Selon l’agence de presse centrale coréenne (KCNA) samedi 10 janvier, Pyongyang a également affirmé qu’un incident similaire avait eu lieu en septembre.

L’état-major général de l’Armée de Corée du Nord a, dans une déclaration publiée vendredi (9/1), qualifié les actions de la Corée du Sud d’une violation grave de la souveraineté de la Corée du Nord.

En attendant, le ministère de la Défense sud-coréen a contesté les revendications de la Corée du Nord et le président sud-coréen Lee Jae Myung a exigé une enquête approfondie.

L’armée nord-coréenne a déclaré avoir repéré un drone qui se dirigeait vers le nord au-dessus du comté de Kanghwa, Incheon, près de Séoul, dimanche dernier. Le drone a été laissé traverser la frontière avant d’être abattu à l’aide d’un dispositif de guerre électronique près de la ville de Kaesong.
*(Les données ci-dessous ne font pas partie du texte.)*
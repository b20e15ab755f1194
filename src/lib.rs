pub mod core;
pub mod backend;
pub mod host;

pub use crate::core::{AssetEntry, AssetError, AssetService, Record, TxContext};
pub use crate::core::{asset, service};
pub use crate::backend::{LedgerStore, MemoryStore, JsonStore};
pub use crate::host::{Function, InvokeError};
Selon KCNA, le drone équipé de l’appareil d’espionnage a filmé des vidéos de plusieurs zones en Corée du Nord. Les résultats de l’analyse montrent que le drone est conçu pour voler jusqu’à 156 kilomètres au total à une altitude de 300 mètres pendant trois heures et 10 minutes. KCNA a également publié une photo de l’avion nirawakter.

Pyongyang a également affirmé que des drones sud-coréens avaient recueilli des données dans la région nord-coréenne en septembre, avant d’être victimes d’une attaque électronique militaire nord-coréenne au-dessus de Kaesong en chemin vers le Sud.

En octobre 2024, la Corée du Nord a également accusé la Corée du Sud d'avoir infiltré le pays avec des drones pour distribuer un grand nombre de « propagande » sur Pyongyang.

L’armée nord-coréenne a déclaré que la Corée du Sud continuait de mener des provocations depuis le changement de gouvernement en juin. Pyongyang a également qualifié Séoul d’ennemi éternel.

« Séoul a un ennemi qui est le plus hostile à nous, qui ne changera jamais, et qui sera l’objet que nous détruirons si nous l’attaquons », a déclaré le communiqué militaire.

Le président sud-coréen Lee Jae Myung a pris un certain nombre de mesures pour apaiser les tensions inter-coréennes, suite à la politique de confrontation mise en place par son prédécesseur, Yoon Suk Yeol.